Kreise, Kreis Euskirchen: Hannelore Kraft nahm sich Zeit: Rund zwei Stunden verbrachte die NRW-Ministerpräsidentin im Kreishaus in Euskirchen, um sich mit minderjährigen Flüchtlingen und deren Gastfamilien zu unterhalten. „Was Sie hier aufgestellt haben, ist bewundernswert“, sagte sie im Anschluss an die Gespräche. Das Besondere am Kreis Euskirchen besteht darin, dass etwa die Hälfte der minderjährigen, unbegleiteten Flüchtlinge in Gastfamilien untergebracht werden konnte. Inzwischen hat Jugendamtsleiter Erdmann Bierdel bundesweit mit diesem Konzept für Aufsehen gesorgt. „Von Anfang an stand bei uns nicht nur die Versorgung der Jugendlichen im Mittelpunkt, sondern vielmehr die Frage der besten Integration“, sagte Bierdel. Die allermeisten unbegleiteten ausländischen Minderjährigen bräuchten keine intensivpädagogischen Heime, sondern vielmehr vor allem ein Zuhause, Struktur und Zeit, meinte der Jugendamtsleiter.
Im Herbst 2015 gab es einen Aufruf in den Medien „Minderjährige Flüchtlinge – wer hilft“ und die Resonanz überwältigte auch einen erfahrenen Jugendamtsleiter wie Bierdel. 160 Menschen waren ins Kreishaus gekommen und zeigten Interesse, ehrenamtlicher Vormund zu werden oder sich als Gastfamilie zur Verfügung zu stellen. 80 Prozent der Jugendlichen haben einen ehrenamtlichen Vormund, bei den Gastfamilien sind es häufig die Gasteltern selbst.

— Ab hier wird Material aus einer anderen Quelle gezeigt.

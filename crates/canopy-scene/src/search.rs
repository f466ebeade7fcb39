// Copyright 2025 eraflo
//
// Licensed under the Apache License, Version 2.0 (the "License");
// you may not use this file except in compliance with the License.
// You may obtain a copy of the License at
//
//     http://www.apache.org/licenses/LICENSE-2.0
//
// Unless required by applicable law or agreed to in writing, software
// distributed under the License is distributed on an "AS IS" BASIS,
// WITHOUT WARRANTIES OR CONDITIONS OF ANY KIND, either express or implied.
// See the License for the specific language governing permissions and
// limitations under the License.

//! Queries over a scene tree.

use crate::context::BoundingBoxQuery;
use crate::node::{Node, TypedNode};
use canopy_core::math::Aabb;

/// Depth-first search for the first node of type `T`.
pub fn find_first_of_type<T: TypedNode>(node: &dyn Node) -> Option<&T> {
    if node.kind() == T::KIND {
        return node.as_any().downcast_ref::<T>();
    }
    node.children()
        .iter()
        .find_map(|child| find_first_of_type::<T>(child.as_ref()))
}

/// Mutable variant of [`find_first_of_type`].
pub fn find_first_of_type_mut<T: TypedNode>(node: &mut dyn Node) -> Option<&mut T> {
    if node.kind() == T::KIND {
        return node.as_any_mut().downcast_mut::<T>();
    }
    for child in node.children_mut()?.iter_mut() {
        if let Some(found) = find_first_of_type_mut::<T>(child.as_mut()) {
            return Some(found);
        }
    }
    None
}

/// World-space bounds of everything under `node`; [`Aabb::INVALID`] if empty.
pub fn bounding_box(node: &dyn Node) -> Aabb {
    let mut query = BoundingBoxQuery::new();
    node.bounding_box(&mut query);
    query.bounds()
}

#[cfg(test)]
mod tests {
    use super::*;
    use crate::group::{Group, Separator};
    use crate::nodes::{Camera, DrawCommand, Transform};
    use canopy_core::math::Vec3;

    #[test]
    fn test_find_first_of_type_descends_into_groups() {
        let mut scene = Separator::new()
            .with(Transform::default())
            .with(Group::new().with(Camera::new()).with(Camera::new()));

        let camera = find_first_of_type_mut::<Camera>(&mut scene).unwrap();
        camera.position = Vec3::new(1.0, 2.0, 3.0);

        let first = find_first_of_type::<Camera>(&scene).unwrap();
        assert_eq!(first.position, Vec3::new(1.0, 2.0, 3.0));
        assert!(find_first_of_type::<DrawCommand>(&scene).is_none());
    }

    #[test]
    fn test_empty_scene_has_invalid_bounds() {
        assert!(!bounding_box(&Group::new()).is_valid());
    }
}
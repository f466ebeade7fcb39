// Copyright 2025 eraflo
//
// Licensed under the Apache License, Version 2.0 (the "License");
// you may not use this file except in compliance with the License.
// You may obtain a copy of the License at
//
//     http://www.apache.org/licenses/LICENSE-2.0
//
// Unless required by applicable law or agreed to in writing, software
// distributed under the License is distributed on an "AS IS" BASIS,
// WITHOUT WARRANTIES OR CONDITIONS OF ANY KIND, either express or implied.
// See the License for the specific language governing permissions and
// limitations under the License.

//! Sampled and storage images.

use crate::context::{Allocator, PipelineCreator, Stager};
use crate::error::SceneError;
use crate::node::{typed_node, Node, NodeKind};
use crate::resources::DeviceObject;
use crate::state::ImageRef;
use canopy_core::image::ImageData;
use canopy_core::math::Extent3D;
use canopy_core::renderer::api::*;
use std::borrow::Cow;
use std::path::PathBuf;

/// Where the contents of an [`Image`] come from.
#[derive(Debug, Clone)]
pub enum ImageSource {
    /// A file decoded by the image loader registered for its extension.
    File(PathBuf),
    /// Pixels already in memory.
    Data(ImageData),
    /// An uninitialized image matching the surface size, recreated on resize.
    /// Typically the target of a compute shader.
    SurfaceSized { format: ImageFormat, usage: ImageUsage },
}

/// A device-local image and its view.
///
/// File and data images are uploaded through a staging buffer during Stage
/// and end up in `ShaderReadOnly` layout. Surface-sized images are moved to
/// `General` layout. BuildPipeline publishes the view as the current image.
#[derive(Debug)]
pub struct Image {
    source: ImageSource,
    // Decoded contents of a file source.
    loaded: Option<ImageData>,
    image: Option<ImageId>,
    view: Option<ImageViewId>,
    staging: Option<BufferId>,
    format: ImageFormat,
    extent: Extent3D,
    layout: ImageLayout,
}

impl Image {
    pub fn new(source: ImageSource) -> Self {
        let (format, extent) = match &source {
            ImageSource::Data(data) => (data.format, data.extent),
            ImageSource::File(_) => (ImageFormat::Rgba8Unorm, Extent3D::default()),
            ImageSource::SurfaceSized { format, .. } => (*format, Extent3D::default()),
        };
        Self {
            source,
            loaded: None,
            image: None,
            view: None,
            staging: None,
            format,
            extent,
            layout: ImageLayout::Undefined,
        }
    }

    pub fn from_file(path: impl Into<PathBuf>) -> Self {
        Self::new(ImageSource::File(path.into()))
    }

    pub fn from_data(data: ImageData) -> Self {
        Self::new(ImageSource::Data(data))
    }

    pub fn surface_sized(format: ImageFormat, usage: ImageUsage) -> Self {
        Self::new(ImageSource::SurfaceSized { format, usage })
    }

    pub fn image(&self) -> Option<ImageId> {
        self.image
    }

    pub fn extent(&self) -> Extent3D {
        self.extent
    }

    pub fn layout(&self) -> ImageLayout {
        self.layout
    }

    fn contents(&self) -> Option<&ImageData> {
        match &self.source {
            ImageSource::Data(data) => Some(data),
            ImageSource::File(_) => self.loaded.as_ref(),
            ImageSource::SurfaceSized { .. } => None,
        }
    }

    fn release(&mut self, allocator: &mut Allocator<'_>) -> Result<(), SceneError> {
        let resources = allocator.resources();
        if let Some(view) = self.view.take() {
            resources.destroy(DeviceObject::ImageView(view))?;
        }
        if let Some(image) = self.image.take() {
            resources.destroy_image(image)?;
        }
        if let Some(staging) = self.staging.take() {
            resources.destroy_buffer(staging)?;
        }
        self.layout = ImageLayout::Undefined;
        Ok(())
    }

    fn create(&mut self, allocator: &mut Allocator<'_>) -> Result<(), SceneError> {
        let usage = match &self.source {
            ImageSource::SurfaceSized { usage, .. } => *usage,
            _ => ImageUsage::TRANSFER_DST | ImageUsage::SAMPLED,
        };
        let image = allocator.create_image(
            &ImageDescriptor {
                label: Some(Cow::Borrowed("scene image")),
                dimension: ImageDimension::D2,
                format: self.format,
                extent: self.extent,
                mip_levels: 1,
                array_layers: 1,
                usage,
            },
            MemoryProperty::DEVICE_LOCAL,
        )?;
        self.image = Some(image);

        if let Some(size) = self.contents().map(ImageData::size) {
            let staging = allocator.create_buffer(
                &BufferDescriptor {
                    label: Some(Cow::Borrowed("image staging")),
                    size,
                    usage: BufferUsage::COPY_SRC,
                },
                MemoryProperty::HOST_VISIBLE | MemoryProperty::HOST_COHERENT,
            )?;
            self.staging = Some(staging);
        }
        Ok(())
    }
}

impl Node for Image {
    fn kind(&self) -> NodeKind {
        NodeKind::Image
    }

    fn alloc(&mut self, allocator: &mut Allocator<'_>) -> Result<(), SceneError> {
        match &self.source {
            ImageSource::File(path) if self.loaded.is_none() => {
                let data = allocator.image_loaders().load(path)?;
                log::debug!(
                    "Loaded {} ({}x{})",
                    path.display(),
                    data.extent.width,
                    data.extent.height
                );
                self.format = data.format;
                self.extent = data.extent;
                self.loaded = Some(data);
            }
            _ => {}
        }

        let extent = match self.source {
            ImageSource::SurfaceSized { .. } => allocator.extent().to_3d(),
            _ => self.extent,
        };
        let bound = self
            .image
            .is_some_and(|image| allocator.resources().is_image_bound(image));
        if !bound || extent != self.extent {
            self.release(allocator)?;
            self.extent = extent;
            self.create(allocator)?;
        }
        Ok(())
    }

    fn resize(&mut self, allocator: &mut Allocator<'_>) -> Result<(), SceneError> {
        if !matches!(self.source, ImageSource::SurfaceSized { .. }) {
            return Ok(());
        }
        let extent = allocator.extent().to_3d();
        if extent == self.extent && self.image.is_some() {
            return Ok(());
        }
        self.release(allocator)?;
        self.extent = extent;
        self.create(allocator)
    }

    fn stage(&mut self, stager: &mut Stager<'_>) -> Result<(), SceneError> {
        let image = self
            .image
            .ok_or_else(|| SceneError::protocol("Image", "staged before it was allocated"))?;

        if self.view.is_none() {
            let view = stager.resources().create_image_view(&ImageViewDescriptor {
                label: Some(Cow::Borrowed("scene image view")),
                image,
                dimension: ImageDimension::D2,
                format: self.format,
                base_mip_level: 0,
                mip_level_count: 1,
                base_array_layer: 0,
                array_layer_count: 1,
            })?;
            self.view = Some(view);
        }

        match (self.staging, self.contents().map(|data| data.pixels.clone())) {
            (Some(staging), Some(pixels)) => {
                stager.write_buffer(staging, 0, &pixels)?;
                stager.transition_image(image, self.layout, ImageLayout::TransferDst)?;
                stager.copy_buffer_to_image(staging, image, self.extent)?;
                stager.transition_image(image, ImageLayout::TransferDst, ImageLayout::ShaderReadOnly)?;
                self.layout = ImageLayout::ShaderReadOnly;
            }
            _ => {
                if self.layout != ImageLayout::General {
                    stager.transition_image(image, self.layout, ImageLayout::General)?;
                    self.layout = ImageLayout::General;
                }
            }
        }
        Ok(())
    }

    fn pipeline(&mut self, creator: &mut PipelineCreator<'_>) -> Result<(), SceneError> {
        let view = self
            .view
            .ok_or_else(|| SceneError::protocol("Image", "used before it was staged"))?;
        creator.state.image = Some(ImageRef {
            view,
            layout: self.layout,
        });
        Ok(())
    }
}

typed_node!(Image, Image);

Von dem Erfolg dieses Konzeptes überzeugte sich Hannelore Kraft persönlich im Gespräch mit den Flüchtlingen und ihren Gastfamilien. Familie Haase-Rix aus Euskirchen ist eine von ihnen. Sie nahmen den 15-jährigen Jawid Ahmedi aus Afghanistan bei sich auf. Das Ehepaar hatte die Infoveranstaltung besucht und sich anschließend mit ihren drei Töchtern beraten. Der Familienrat kam schnell zu dem Schluss: Das machen wir. Seit Februar lebt Jawid nun in der Familie und fühlt sich sichtlich wohl.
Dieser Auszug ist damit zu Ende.